人間は基本的に弱い動物ですから、Zさんのような認知の変更を行うことで、認知的不協和を解決する人は少なくありません。自分自身を振り返っても、決して非難はできないな、という読者の方は多いでしょう。しかし、こうした認知の変更は、以下に挙げるような心理的なバイアスと相まって、望ましくない行動をさらに強化する可能性が高いことは覚えておいてください。
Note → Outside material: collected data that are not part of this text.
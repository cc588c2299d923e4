//! Buffer retrieval for external formatting calls
//!
//! Formatting libraries write UTF-16 into a caller-provided buffer and
//! report the length they needed. The helpers here first offer the
//! buffer's whole inline capacity, and on overflow grow it to the reported
//! size and call exactly once more.

use smallvec::{Array, SmallVec};

use crate::error::{Error, Result};

/// Inline capacity of formatting buffers
pub const INITIAL_CHAR_BUFFER_SIZE: usize = 32;

/// Status reported by a formatting call
#[derive(Debug, Clone, Copy, PartialEq, Eq)]
pub enum FormatStatus {
    /// The output fit
    Success,
    /// The buffer was too small; the reported length is what is required
    BufferOverflow,
    /// Any other library error code
    Failure(i32),
}

/// Run `format` against `chars`, retrying once on overflow
///
/// `format` receives the buffer to write into and returns the number of
/// code units the full output requires plus a status. On success `chars`
/// holds exactly the output and its length is returned.
pub fn call_formatting_into<A, F>(chars: &mut SmallVec<A>, mut format: F) -> Result<usize>
where
    A: Array<Item = u16>,
    F: FnMut(&mut [u16]) -> (usize, FormatStatus),
{
    chars.clear();
    chars.resize(chars.inline_size(), 0);

    let (size, mut status) = format(chars.as_mut_slice());
    if status == FormatStatus::BufferOverflow {
        tracing::trace!(required = size, offered = chars.len(), "formatting buffer overflow");
        chars.resize(size, 0);
        status = format(chars.as_mut_slice()).1;
    }

    match status {
        FormatStatus::Success => {
            chars.resize(size, 0);
            Ok(size)
        }
        FormatStatus::BufferOverflow => Err(Error::InternalError(format!(
            "formatting output did not fit in {} code units",
            chars.len()
        ))),
        FormatStatus::Failure(code) => Err(Error::InternalError(format!(
            "formatting failed with status {}",
            code
        ))),
    }
}

/// Run `format` and decode its UTF-16 output
pub fn call_formatting<F>(format: F) -> Result<String>
where
    F: FnMut(&mut [u16]) -> (usize, FormatStatus),
{
    let mut chars: SmallVec<[u16; INITIAL_CHAR_BUFFER_SIZE]> = SmallVec::new();
    call_formatting_into(&mut chars, format)?;
    String::from_utf16(&chars)
        .map_err(|e| Error::InternalError(format!("formatting produced invalid UTF-16: {}", e)))
}
//! Locale-object support
//!
//! Intl-style objects keep their state on a separate internals object
//! attached to a reserved slot. Objects are set up by named initializers
//! registered in an [`IntlRegistry`]; formatting output is retrieved from
//! external libraries with [`call_formatting`].
//!
//! Nothing here interacts with destructuring.

mod format;
mod locale;

pub use format::{call_formatting, call_formatting_into, FormatStatus, INITIAL_CHAR_BUFFER_SIZE};
pub use locale::{icu_locale, last_ditch_locale, modern_language_tag, OLD_STYLE_LANGUAGE_TAG_MAPPINGS};

use rustc_hash::FxHashMap as HashMap;
use std::cell::RefCell;
use std::rc::Rc;
use tracing::debug;

use crate::error::{Error, Result};
use crate::runtime::{Object, ObjectKind, ObjectRef, Value};

/// Sets up the internals object of a freshly initialized locale object
///
/// Called with the internals object, the `locales` argument and the
/// `options` argument.
pub type LocaleInitializer = Rc<dyn Fn(&ObjectRef, &Value, &Value) -> Result<()>>;

/// Extra behavior for legacy `DateTimeFormat`-style initialization
#[derive(Debug, Clone, Copy, PartialEq, Eq, Default)]
pub enum DateTimeFormatOptions {
    #[default]
    Standard,
    /// Record `mozExtensions` on the internals object
    EnableMozExtensions,
}

/// Named locale-object initializers
#[derive(Default)]
pub struct IntlRegistry {
    initializers: HashMap<String, LocaleInitializer>,
}

impl IntlRegistry {
    pub fn new() -> Self {
        Self::default()
    }

    /// Register `initializer` under `name`, replacing any previous one
    pub fn register<F>(&mut self, name: impl Into<String>, initializer: F)
    where
        F: Fn(&ObjectRef, &Value, &Value) -> Result<()> + 'static,
    {
        self.initializers.insert(name.into(), Rc::new(initializer));
    }

    pub fn contains(&self, name: &str) -> bool {
        self.initializers.contains_key(name)
    }

    fn initializer(&self, name: &str) -> Result<LocaleInitializer> {
        self.initializers
            .get(name)
            .cloned()
            .ok_or_else(|| Error::InternalError(format!("unknown locale initializer '{}'", name)))
    }

    /// Initialize a new locale object with the named initializer
    ///
    /// A fresh internals object replaces whatever `obj` had attached.
    pub fn initialize_locale_object(
        &self,
        obj: &ObjectRef,
        initializer: &str,
        locales: &Value,
        options: &Value,
    ) -> Result<()> {
        self.initialize(obj, initializer, locales, options, DateTimeFormatOptions::Standard)
    }

    /// Initialize an existing object in place, for legacy constructors
    ///
    /// `this_value` is initialized when it is an object; otherwise a new
    /// object is created. Returns the initialized object.
    pub fn legacy_initialize(
        &self,
        this_value: &Value,
        initializer: &str,
        locales: &Value,
        options: &Value,
        dtf_options: DateTimeFormatOptions,
    ) -> Result<Value> {
        let obj = match this_value {
            Value::Object(obj) => obj.clone(),
            _ => Rc::new(RefCell::new(Object::new(ObjectKind::Ordinary))),
        };
        self.initialize(&obj, initializer, locales, options, dtf_options)?;
        Ok(Value::Object(obj))
    }

    fn initialize(
        &self,
        obj: &ObjectRef,
        initializer: &str,
        locales: &Value,
        options: &Value,
        dtf_options: DateTimeFormatOptions,
    ) -> Result<()> {
        let init = self.initializer(initializer)?;
        debug!(initializer, ?dtf_options, "initializing locale object");

        let internals = Rc::new(RefCell::new(Object::new(ObjectKind::Ordinary)));
        if dtf_options == DateTimeFormatOptions::EnableMozExtensions {
            internals.borrow_mut().set_property("mozExtensions", Value::Boolean(true));
        }
        obj.borrow_mut().internals = Some(internals.clone());
        init(&internals, locales, options)
    }
}

/// The internals object of `obj`, attaching an empty one if needed
pub fn get_internals_object(obj: &ObjectRef) -> ObjectRef {
    let mut object = obj.borrow_mut();
    object
        .internals
        .get_or_insert_with(|| Rc::new(RefCell::new(Object::new(ObjectKind::Ordinary))))
        .clone()
}
//! Runtime environment for destructuring
//!
//! This module provides the value model, the iteration protocol, and the
//! [`Evaluator`] contract through which the compiler reaches the engine.
//! [`Interpreter`] is a stock evaluator for the expression subset found in
//! patterns.

mod evaluator;
mod interpreter;
mod iter;
mod value;

pub use evaluator::{Evaluator, PropertySource};
pub use interpreter::Interpreter;
pub use iter::{ArrayIterator, SourceIterator, StringIterator, VecIterator};
pub use value::{
    array_index, number_to_string, IterableFactory, NativeFn, Object, ObjectKind, ObjectRef,
    Property, Value,
};
//! Pattern AST node types for destructuring

use rustc_hash::FxHashSet as HashSet;

use super::*;

/// A destructuring pattern
///
/// Element and property order is fixed at construction and defines the
/// observable evaluation order during compilation.
#[derive(Debug, Clone)]
pub enum Pattern {
    /// Array destructuring pattern [a, b, c]
    Array(ArrayPattern),

    /// Object destructuring pattern {a, b, c}
    Object(ObjectPattern),
}

impl Pattern {
    /// Get the span of this pattern
    pub fn span(&self) -> Span {
        match self {
            Pattern::Array(a) => a.span,
            Pattern::Object(o) => o.span,
        }
    }

    /// The rest target, if any
    pub fn rest(&self) -> Option<&Target> {
        match self {
            Pattern::Array(a) => a.rest.as_deref(),
            Pattern::Object(o) => o.rest.as_deref(),
        }
    }

    /// Whether the pattern ends in a rest target
    pub fn has_rest(&self) -> bool {
        self.rest().is_some()
    }

    /// Get all bound identifiers in this pattern, left to right
    pub fn bound_names(&self) -> Vec<&Identifier> {
        let mut names = Vec::new();
        self.collect_bound_names(&mut names);
        names
    }

    /// The first name bound more than once, if any
    ///
    /// The model never deduplicates; declaration contexts use this to
    /// reject patterns such as `[a, a]` before compiling them.
    pub fn first_duplicate_name(&self) -> Option<&Identifier> {
        let mut seen = HashSet::default();
        self.bound_names()
            .into_iter()
            .find(|id| !seen.insert(id.name.as_str()))
    }

    fn collect_bound_names<'a>(&'a self, names: &mut Vec<&'a Identifier>) {
        match self {
            Pattern::Array(arr) => {
                for elem in &arr.elements {
                    if let ArrayElement::Binding(binding) = elem {
                        binding.target.collect_bound_names(names);
                    }
                }
                if let Some(rest) = &arr.rest {
                    rest.collect_bound_names(names);
                }
            }
            Pattern::Object(obj) => {
                for prop in &obj.properties {
                    prop.target.collect_bound_names(names);
                }
                if let Some(rest) = &obj.rest {
                    rest.collect_bound_names(names);
                }
            }
        }
    }
}

/// What a pattern slot binds to
#[derive(Debug, Clone)]
pub enum Target {
    /// A single identifier
    Name(Identifier),
    /// A nested sub-pattern
    Pattern(Box<Pattern>),
}

impl Target {
    /// Create a name target
    pub fn name(name: impl Into<String>) -> Self {
        Target::Name(Identifier::synthetic(name))
    }

    /// Get the span of this target
    pub fn span(&self) -> Span {
        match self {
            Target::Name(id) => id.span,
            Target::Pattern(p) => p.span(),
        }
    }

    fn collect_bound_names<'a>(&'a self, names: &mut Vec<&'a Identifier>) {
        match self {
            Target::Name(id) => names.push(id),
            Target::Pattern(p) => p.collect_bound_names(names),
        }
    }
}

impl From<Pattern> for Target {
    fn from(pattern: Pattern) -> Self {
        Target::Pattern(Box::new(pattern))
    }
}

/// Array destructuring pattern
#[derive(Debug, Clone)]
pub struct ArrayPattern {
    /// Pattern elements in order
    pub elements: Vec<ArrayElement>,
    /// Rest element, always last
    pub rest: Option<Box<Target>>,
    /// Span in source
    pub span: Span,
}

impl ArrayPattern {
    /// Create an array pattern without a rest element
    pub fn new(elements: Vec<ArrayElement>) -> Self {
        Self {
            elements,
            rest: None,
            span: Span::default(),
        }
    }

    /// Set the rest element
    pub fn with_rest(mut self, rest: Target) -> Self {
        self.rest = Some(Box::new(rest));
        self
    }
}

/// A slot in an array pattern
#[derive(Debug, Clone)]
pub enum ArrayElement {
    /// Elided slot `[, b]`: consumes one iteration step, binds nothing
    Hole(Span),
    /// Binding slot, possibly with a default
    Binding(BindingElement),
}

impl ArrayElement {
    /// Whether this slot is elided
    pub fn is_hole(&self) -> bool {
        matches!(self, ArrayElement::Hole(_))
    }

    /// A hole without a source position
    pub fn hole() -> Self {
        ArrayElement::Hole(Span::default())
    }

    /// A binding slot without a default
    pub fn target(target: Target) -> Self {
        ArrayElement::Binding(BindingElement {
            target,
            default: None,
            span: Span::default(),
        })
    }

    /// A binding slot with a default value
    pub fn with_default(target: Target, default: Expression) -> Self {
        ArrayElement::Binding(BindingElement {
            target,
            default: Some(default),
            span: Span::default(),
        })
    }
}

/// Binding slot of an array pattern
#[derive(Debug, Clone)]
pub struct BindingElement {
    /// What the slot binds
    pub target: Target,
    /// Default used when the slot receives undefined
    pub default: Option<Expression>,
    /// Span in source
    pub span: Span,
}

/// Object destructuring pattern
#[derive(Debug, Clone)]
pub struct ObjectPattern {
    /// Property bindings in order
    pub properties: Vec<PropertyBinding>,
    /// Rest property, always last
    pub rest: Option<Box<Target>>,
    /// Span in source
    pub span: Span,
}

impl ObjectPattern {
    /// Create an object pattern without a rest property
    pub fn new(properties: Vec<PropertyBinding>) -> Self {
        Self {
            properties,
            rest: None,
            span: Span::default(),
        }
    }

    /// Set the rest property
    pub fn with_rest(mut self, rest: Target) -> Self {
        self.rest = Some(Box::new(rest));
        self
    }
}

/// A property binding {key: target = default}
#[derive(Debug, Clone)]
pub struct PropertyBinding {
    /// Property key
    pub key: PropertyKey,
    /// What the property value binds
    pub target: Target,
    /// Default used when the property value is undefined
    pub default: Option<Expression>,
    /// Is this a shorthand property {a}?
    pub shorthand: bool,
    /// Span in source
    pub span: Span,
}

impl PropertyBinding {
    /// Shorthand property `{name}` binding a same-named identifier
    pub fn shorthand(name: impl Into<String>) -> Self {
        let id = Identifier::synthetic(name);
        Self {
            key: PropertyKey::Identifier(id.clone()),
            target: Target::Name(id),
            default: None,
            shorthand: true,
            span: Span::default(),
        }
    }

    /// Property `{key: target}`
    pub fn new(key: PropertyKey, target: Target) -> Self {
        Self {
            key,
            target,
            default: None,
            shorthand: false,
            span: Span::default(),
        }
    }

    /// Set the default value
    pub fn with_default(mut self, default: Expression) -> Self {
        self.default = Some(default);
        self
    }
}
・確認バイアス:自分の下した判断やとった行動を支持する情報だけを集めたがるバイアス。たとえば、A大学とB大学に合格してA大学に入学した場合、いかにA大学が良い大学か、B大学が良くない大学か、という情報ばかりに反応するようになる心理的傾向

・反確認バイアス:確認バイアスとは逆に、自分の下した判断やとった行動にとって好ましくない情報を無視する傾向。上記の例で言えば、「B大学出身者の方が生涯賃金が多い」という情報があったとしても、それをことさら無視するか、「まあ、B大学はもともと金持ちの子息が多いからな」あるいは「B大学は卒業後のネットワーキングだけは熱心だからな」といったように、自分を納得させるような理屈(時には屁理屈)をつけたがる

・合同バイアス:上記の例で言えば、「A大学の方が良い」という仮説についてはそれを支持する情報を集めようとするものの、「B大学の方が良い」という仮説については、そのような仮説すら立てようとしない傾向

・現状維持バイアス:人間は慣れ親しんだ状態や行動パターンを好み、それらを変えることに抵抗感を示すことが多い。ケースの例で言えば、「ビールをたくさん飲む」という行動が現在の行動であり、大きな不都合がない限り、その行動をいつまでもとってしまいがちになる

・バンドワゴン効果:周りにいる人々の考え方に自分もいつの間にか染まってしまう現象。俗にいう、「朱に交われば赤くなる」の状況。もし、Zさんの友人がお酒好きの人ばかりであれば、「酒なくして何の人生か」といった考え方に染まりやすくなる。むしろ、そうした友人を求めて積極的に交わろうとするとも言える

 つまり、認知的不協和の状況に置かれること自体は別に悪いことではないのですが、そこでいったん誤った意思決定をしてしまうと、その意思決定は様々なバイアスによって強化され、なかなか修正がきかなくなってしまうのです。これは、個人レベルだけではなく、集団レベルでも起きます。集団の方が、惰性がつきやすい分、厄介だとも言えるでしょう。